Ninazu smiled, revealing a set of golden teeth strangely fitting his appearance. “I know that at first glance Nosgard seems fragmented, and in many ways that’s true, but there are a few who unified under a shared goal and they are those with enough vision and, fortunately, strength to rule the rest.”
“I don’t know when the last time you heard about Nosgardian politics was, but things have gone very bad since then,” Archer said. He stood up,
momentarily losing his balance as the hammock swung beneath him and quickly regaining it. Bare feet securing his place and digging into the soft dirt.
“Let me guess,” Ninazu started, “Partha and Kol are at each other’s’ throats and Gallecia is trying to manipulate them into a war while Alvissmal is silent, probably it too having the relations stretched with their Kolian neighbors. Estgard is mentioned only on a few lips and Senna on those who are escaping what appears to be an encroaching war. How accurate does this sound?”
“Quite so. Is that why you’re in Orkstad?”
“Indeed. Monolos and I once served Partha, very well if I may add, and now with our oaths fulfilled we have earned our rest. Orkstad is too poor and politically isolated to gain anyone’s attention. It is the best place for those as Monolos and I to stay in peace.”
“Come,” Ninazu said, his rolled leaf tucked securely between his lips and their content trapped inside. “Monolos wants to see you.”
Ascilla rose, looking for her boots and grabbing them once she found them, deciding to walk barefoot on what seemed to be a suitable place to do so. “Tell me, Ninazu, what is this common goal you mentioned earlier, the one which united the leaders of Nosgard?”
“Well of course it is the only cause worthy enough to unify those wise enough to see it. The common pursuit of knowledge.”
4
A few hounds sat ceremoniously around Monolos. His hawk stood gloriously on his shoulder and watched the hounds with uncanny interest, eyes circulating randomly between them. When he caught wind of his guest, Monolos turned around to face them, “You sleep much.”
“Good morning,” Archer and Ascilla spoke in unison.
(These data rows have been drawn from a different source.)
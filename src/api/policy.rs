//! Per-route rate limits and cache lifetimes.

use crate::limiter::HOUR_MS;

/// Quota and cache settings for one route.
///
/// `name` doubles as the namespace for the route's rate-limit and cache keys.
#[derive(Debug, Clone, Copy, PartialEq, Eq)]
pub struct RoutePolicy {
    pub name: &'static str,
    /// Requests allowed per window
    pub limit: u32,
    pub window_ms: u64,
    /// Cache lifetime in seconds, 0 for routes that never cache
    pub ttl_secs: u64,
}

impl RoutePolicy {
    pub const fn hourly(name: &'static str, limit: u32, ttl_secs: u64) -> Self {
        Self {
            name,
            limit,
            window_ms: HOUR_MS,
            ttl_secs,
        }
    }
}

// Limit classes
pub const CONSERVATIVE_LIMIT: u32 = 20;
pub const DEFAULT_LIMIT: u32 = 100;
pub const DOWNLOAD_LIMIT: u32 = 30;
pub const BULK_LIMIT: u32 = 50;

pub const PASSWORD: RoutePolicy = RoutePolicy::hourly("password", DEFAULT_LIMIT, 0);
pub const COLORS: RoutePolicy = RoutePolicy::hourly("colors", DEFAULT_LIMIT, 300);
pub const SHORTEN: RoutePolicy = RoutePolicy::hourly("shorten", BULK_LIMIT, 86_400);
pub const QUOTES: RoutePolicy = RoutePolicy::hourly("quotes", DEFAULT_LIMIT, 1_800);
pub const MEME: RoutePolicy = RoutePolicy::hourly("meme", BULK_LIMIT, 300);
pub const CRYPTO: RoutePolicy = RoutePolicy::hourly("crypto", DEFAULT_LIMIT, 300);
pub const WEATHER: RoutePolicy = RoutePolicy::hourly("weather", DEFAULT_LIMIT, 600);
pub const AI_CHAT: RoutePolicy = RoutePolicy::hourly("ai_chat", CONSERVATIVE_LIMIT, 1_800);
pub const YOUTUBE: RoutePolicy = RoutePolicy::hourly("youtube", DOWNLOAD_LIMIT, 300);
pub const QR: RoutePolicy = RoutePolicy::hourly("qr", DEFAULT_LIMIT, 3_600);
pub const NEWS: RoutePolicy = RoutePolicy::hourly("news", BULK_LIMIT, 900);
pub const SEARCH: RoutePolicy = RoutePolicy::hourly("search", BULK_LIMIT, 1_800);

/// Every rate-limited route, in the order they are documented.
pub const ALL: [RoutePolicy; 12] = [
    PASSWORD, COLORS, SHORTEN, QUOTES, MEME, CRYPTO, WEATHER, AI_CHAT, YOUTUBE, QR, NEWS, SEARCH,
];

#[cfg(test)]
mod tests {
    use super::*;
    use std::collections::HashSet;

    #[test]
    fn test_route_names_are_unique() {
        let names: HashSet<_> = ALL.iter().map(|p| p.name).collect();
        assert_eq!(names.len(), ALL.len());
    }

    #[test]
    fn test_hourly_window() {
        assert!(ALL.iter().all(|p| p.window_ms == 3_600_000));
        assert_eq!(AI_CHAT.limit, 20);
        assert_eq!(YOUTUBE.limit, 30);
        assert_eq!(NEWS.limit, 50);
        assert_eq!(SEARCH.ttl_secs, 1_800);
    }
}
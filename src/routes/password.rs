//! Password generator (GET /api/password)

use axum::{
    extract::{rejection::QueryRejection, Query, State},
    response::Response,
};
use rand::{seq::SliceRandom, Rng};
use serde::Serialize;
use serde_json::Value;

use crate::api::{policy::PASSWORD, respond, AppState, ClientIdentity};
use crate::error::{ApiError, Result};
use crate::models::requests::{clamped_number, flag};
use crate::models::PasswordQuery;
use crate::routes::query_params;

const LOWERCASE: &[u8] = b"abcdefghijklmnopqrstuvwxyz";
const UPPERCASE: &[u8] = b"ABCDEFGHIJKLMNOPQRSTUVWXYZ";
const DIGITS: &[u8] = b"0123456789";
const SYMBOLS: &[u8] = b"!@#$%^&*()_+-=[]{}|;:,.<>?";

#[derive(Debug, Clone, Copy, PartialEq, Eq, Serialize)]
pub struct CharsetOptions {
    pub uppercase: bool,
    pub lowercase: bool,
    pub numbers: bool,
    pub symbols: bool,
}

impl CharsetOptions {
    /// Characters to draw from; lowercase plus digits when nothing is enabled.
    fn charset(&self) -> Vec<u8> {
        let mut charset = Vec::new();
        if self.lowercase {
            charset.extend_from_slice(LOWERCASE);
        }
        if self.uppercase {
            charset.extend_from_slice(UPPERCASE);
        }
        if self.numbers {
            charset.extend_from_slice(DIGITS);
        }
        if self.symbols {
            charset.extend_from_slice(SYMBOLS);
        }
        if charset.is_empty() {
            charset.extend_from_slice(LOWERCASE);
            charset.extend_from_slice(DIGITS);
        }
        charset
    }

    fn charset_size(&self) -> u32 {
        let mut size = 0;
        if self.lowercase {
            size += 26;
        }
        if self.uppercase {
            size += 26;
        }
        if self.numbers {
            size += 10;
        }
        if self.symbols {
            size += 32;
        }
        size
    }
}

#[derive(Debug, Clone, Serialize)]
pub struct PasswordBatch {
    pub passwords: Vec<String>,
    pub length: u32,
    pub count: u32,
    pub options: CharsetOptions,
    pub strength: &'static str,
}

/// Handler for GET /api/password
pub async fn password_handler(
    State(state): State<AppState>,
    ClientIdentity(identity): ClientIdentity,
    query: std::result::Result<Query<PasswordQuery>, QueryRejection>,
) -> Response {
    let result = passwords(&state, &identity, query).await;
    respond(&PASSWORD, &identity, result)
}

async fn passwords(
    state: &AppState,
    identity: &str,
    query: std::result::Result<Query<PasswordQuery>, QueryRejection>,
) -> Result<Value> {
    state.check_rate(&PASSWORD, identity).await?;
    let batch = build_batch(&query_params(query)?)?;
    to_payload(&batch)
}

/// Validates the query and generates the requested passwords.
pub fn build_batch(query: &PasswordQuery) -> Result<PasswordBatch> {
    let length = clamped_number(&query.length, "length", 12, 4, 128)?;
    let count = clamped_number(&query.count, "count", 1, 1, 10)?;
    let options = CharsetOptions {
        uppercase: flag(&query.uppercase, true),
        lowercase: flag(&query.lowercase, true),
        numbers: flag(&query.numbers, true),
        symbols: flag(&query.symbols, false),
    };

    let mut rng = rand::thread_rng();
    Ok(PasswordBatch {
        passwords: (0..count)
            .map(|_| generate_password(&mut rng, length, &options))
            .collect(),
        length,
        count,
        options,
        strength: strength_label(length, &options),
    })
}

/// Draws `length` characters uniformly from the enabled charset.
pub fn generate_password<R: Rng>(rng: &mut R, length: u32, options: &CharsetOptions) -> String {
    let charset = options.charset();
    (0..length)
        .filter_map(|_| charset.choose(rng).map(|&b| b as char))
        .collect()
}

/// Labels a password by its entropy in bits.
pub fn strength_label(length: u32, options: &CharsetOptions) -> &'static str {
    let size = options.charset_size();
    let entropy = if size == 0 {
        0.0
    } else {
        length as f64 * (size as f64).log2()
    };

    match entropy {
        e if e < 30.0 => "Very Weak",
        e if e < 50.0 => "Weak",
        e if e < 70.0 => "Fair",
        e if e < 90.0 => "Strong",
        _ => "Very Strong",
    }
}

fn to_payload<T: Serialize>(value: &T) -> Result<Value> {
    serde_json::to_value(value)
        .map_err(|e| ApiError::internal("Password generation failed", e.to_string()))
}

#[cfg(test)]
mod tests {
    use super::*;
    use rand::{rngs::StdRng, SeedableRng};

    const ALL_ON: CharsetOptions = CharsetOptions {
        uppercase: true,
        lowercase: true,
        numbers: true,
        symbols: true,
    };
    const ALL_OFF: CharsetOptions = CharsetOptions {
        uppercase: false,
        lowercase: false,
        numbers: false,
        symbols: false,
    };

    #[test]
    fn test_generated_length_and_charset() {
        let mut rng = StdRng::seed_from_u64(7);
        let options = CharsetOptions {
            numbers: true,
            ..ALL_OFF
        };
        let password = generate_password(&mut rng, 32, &options);

        assert_eq!(password.len(), 32);
        assert!(password.chars().all(|c| c.is_ascii_digit()));
    }

    #[test]
    fn test_empty_charset_falls_back() {
        let mut rng = StdRng::seed_from_u64(1);
        let password = generate_password(&mut rng, 64, &ALL_OFF);
        assert!(password
            .chars()
            .all(|c| c.is_ascii_lowercase() || c.is_ascii_digit()));
    }

    #[test]
    fn test_build_batch_defaults() {
        let batch = build_batch(&PasswordQuery::default()).unwrap();

        assert_eq!(batch.count, 1);
        assert_eq!(batch.length, 12);
        assert_eq!(batch.passwords[0].len(), 12);
        assert!(!batch.options.symbols);
        assert_eq!(batch.strength, "Strong");
    }

    #[test]
    fn test_build_batch_rejects_non_numeric_length() {
        let query = PasswordQuery {
            length: Some("long".to_string()),
            ..PasswordQuery::default()
        };
        assert!(matches!(build_batch(&query), Err(ApiError::Validation(_))));
    }

    #[test]
    fn test_strength_bands() {
        let default_opts = CharsetOptions {
            symbols: false,
            ..ALL_ON
        };
        // 62 symbols: ~5.95 bits per char
        assert_eq!(strength_label(4, &default_opts), "Very Weak");
        assert_eq!(strength_label(8, &default_opts), "Weak");
        assert_eq!(strength_label(12, &default_opts), "Strong");
        assert_eq!(strength_label(16, &ALL_ON), "Very Strong");
        assert_eq!(strength_label(128, &ALL_OFF), "Very Weak");
    }
}
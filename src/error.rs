//! Error types for the API
//!
//! Every failure leaving a handler is one of these kinds and is rendered as
//! a failed [`Envelope`]. Internal detail stays in the server log.

use axum::{
    http::StatusCode,
    response::{IntoResponse, Response},
};
use thiserror::Error;

use crate::models::Envelope;
use crate::upstream::UpstreamError;

// == API Error Enum ==
#[derive(Error, Debug)]
pub enum ApiError {
    /// Missing or malformed input; the message names the parameter
    #[error("{0}")]
    Validation(String),

    #[error("Rate limit exceeded")]
    RateLimited,

    #[error("Method not allowed")]
    MethodNotAllowed,

    #[error("Endpoint not found")]
    NotFound,

    /// A third-party service failed or returned unusable data
    #[error("{message}")]
    Upstream {
        message: &'static str,
        #[source]
        source: UpstreamError,
    },

    /// Any other fault inside a handler
    #[error("{message}")]
    Internal {
        message: &'static str,
        detail: String,
    },
}

impl ApiError {
    pub fn validation(message: impl Into<String>) -> Self {
        ApiError::Validation(message.into())
    }

    /// Wraps an upstream failure behind a route-level message.
    pub fn upstream(message: &'static str, source: UpstreamError) -> Self {
        ApiError::Upstream { message, source }
    }

    pub fn internal(message: &'static str, detail: impl Into<String>) -> Self {
        ApiError::Internal {
            message,
            detail: detail.into(),
        }
    }

    pub fn status_code(&self) -> StatusCode {
        match self {
            ApiError::Validation(_) => StatusCode::BAD_REQUEST,
            ApiError::RateLimited => StatusCode::TOO_MANY_REQUESTS,
            ApiError::MethodNotAllowed => StatusCode::METHOD_NOT_ALLOWED,
            ApiError::NotFound => StatusCode::NOT_FOUND,
            ApiError::Upstream { .. } | ApiError::Internal { .. } => {
                StatusCode::INTERNAL_SERVER_ERROR
            }
        }
    }
}

// == IntoResponse Implementation ==
impl IntoResponse for ApiError {
    fn into_response(self) -> Response {
        // Display only ever yields the caller-facing message
        Envelope::failure(self.to_string(), self.status_code()).into_response()
    }
}

// == Result Type Alias ==
pub type Result<T> = std::result::Result<T, ApiError>;
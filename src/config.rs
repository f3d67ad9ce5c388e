//! Configuration Module
//!
//! Loads server configuration from environment variables.

use std::env;
use std::str::FromStr;

use crate::upstream::UpstreamConfig;

/// Server configuration parameters.
///
/// All values can be configured via environment variables with sensible defaults.
#[derive(Debug, Clone)]
pub struct Config {
    /// HTTP server port
    pub server_port: u16,
    /// Maximum number of cached response payloads
    pub max_cache_entries: usize,
    /// Background sweep interval in seconds
    pub cleanup_interval: u64,
    /// How long a closed rate-limit window is kept before it is swept, in seconds
    pub rate_record_grace: u64,
    /// Base of the links handed out by the URL shortener
    pub short_link_base: String,
    /// Third-party service endpoints
    pub upstream: UpstreamConfig,
}

impl Config {
    /// Creates a new Config by loading values from environment variables.
    ///
    /// # Environment Variables
    /// - `SERVER_PORT` - HTTP server port (default: 3000)
    /// - `MAX_CACHE_ENTRIES` - Cache capacity (default: 10000)
    /// - `CLEANUP_INTERVAL` - Sweep frequency in seconds (default: 60)
    /// - `RATE_RECORD_GRACE` - Seconds a stale rate record survives (default: 3600)
    /// - `SHORT_LINK_BASE` - Short link prefix (default: https://ladybug.short)
    /// - `UPSTREAM_TIMEOUT` - Third-party request timeout in seconds (default: 10)
    /// - `OPENWEATHER_API_KEY` - Enables OpenWeatherMap instead of wttr.in
    /// - `COINGECKO_BASE_URL`, `QUOTABLE_BASE_URL`, `REDDIT_BASE_URL`,
    ///   `OPENWEATHER_BASE_URL`, `WTTR_BASE_URL`, `YOUTUBE_OEMBED_URL`,
    ///   `DUCKDUCKGO_BASE_URL`, `NEWS_FEED_BASE_URL` - upstream endpoint overrides
    pub fn from_env() -> Self {
        let defaults = Self::default();
        let upstream = UpstreamConfig {
            coingecko_base_url: env_or("COINGECKO_BASE_URL", defaults.upstream.coingecko_base_url),
            quotable_base_url: env_or("QUOTABLE_BASE_URL", defaults.upstream.quotable_base_url),
            reddit_base_url: env_or("REDDIT_BASE_URL", defaults.upstream.reddit_base_url),
            openweather_base_url: env_or(
                "OPENWEATHER_BASE_URL",
                defaults.upstream.openweather_base_url,
            ),
            openweather_api_key: env::var("OPENWEATHER_API_KEY")
                .ok()
                .filter(|key| !key.trim().is_empty()),
            wttr_base_url: env_or("WTTR_BASE_URL", defaults.upstream.wttr_base_url),
            youtube_oembed_url: env_or("YOUTUBE_OEMBED_URL", defaults.upstream.youtube_oembed_url),
            duckduckgo_base_url: env_or("DUCKDUCKGO_BASE_URL", defaults.upstream.duckduckgo_base_url),
            news_feed_base_url: env_or("NEWS_FEED_BASE_URL", defaults.upstream.news_feed_base_url),
            timeout_secs: parse_env_or("UPSTREAM_TIMEOUT", defaults.upstream.timeout_secs),
        };

        Self {
            server_port: parse_env_or("SERVER_PORT", defaults.server_port),
            max_cache_entries: parse_env_or("MAX_CACHE_ENTRIES", defaults.max_cache_entries),
            cleanup_interval: parse_env_or("CLEANUP_INTERVAL", defaults.cleanup_interval),
            rate_record_grace: parse_env_or("RATE_RECORD_GRACE", defaults.rate_record_grace),
            short_link_base: env_or("SHORT_LINK_BASE", defaults.short_link_base),
            upstream,
        }
    }
}

impl Default for Config {
    fn default() -> Self {
        Self {
            server_port: 3000,
            max_cache_entries: 10_000,
            cleanup_interval: 60,
            rate_record_grace: 3600,
            short_link_base: "https://ladybug.short".to_string(),
            upstream: UpstreamConfig::default(),
        }
    }
}

fn env_or(name: &str, default: String) -> String {
    env::var(name).ok().filter(|v| !v.is_empty()).unwrap_or(default)
}

fn parse_env_or<T: FromStr>(name: &str, default: T) -> T {
    env::var(name)
        .ok()
        .and_then(|v| v.parse().ok())
        .unwrap_or(default)
}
“I have to say I am most dreadfully sorry for last night. Ninazu had just told me of the incense. I am afraid I have forgotten all about it, rather grown accustomed to it.”
“It’s nothing worth concern,” Archer said.
Ascilla walked casually, and rather femininely, enjoying the feeling of warm sand on her feet. A cool breeze and the smell of the fresh seawater made her ever so relaxed. She listened to the conversation, but indulged in the moment of serenity which washed away her self-imposed worries.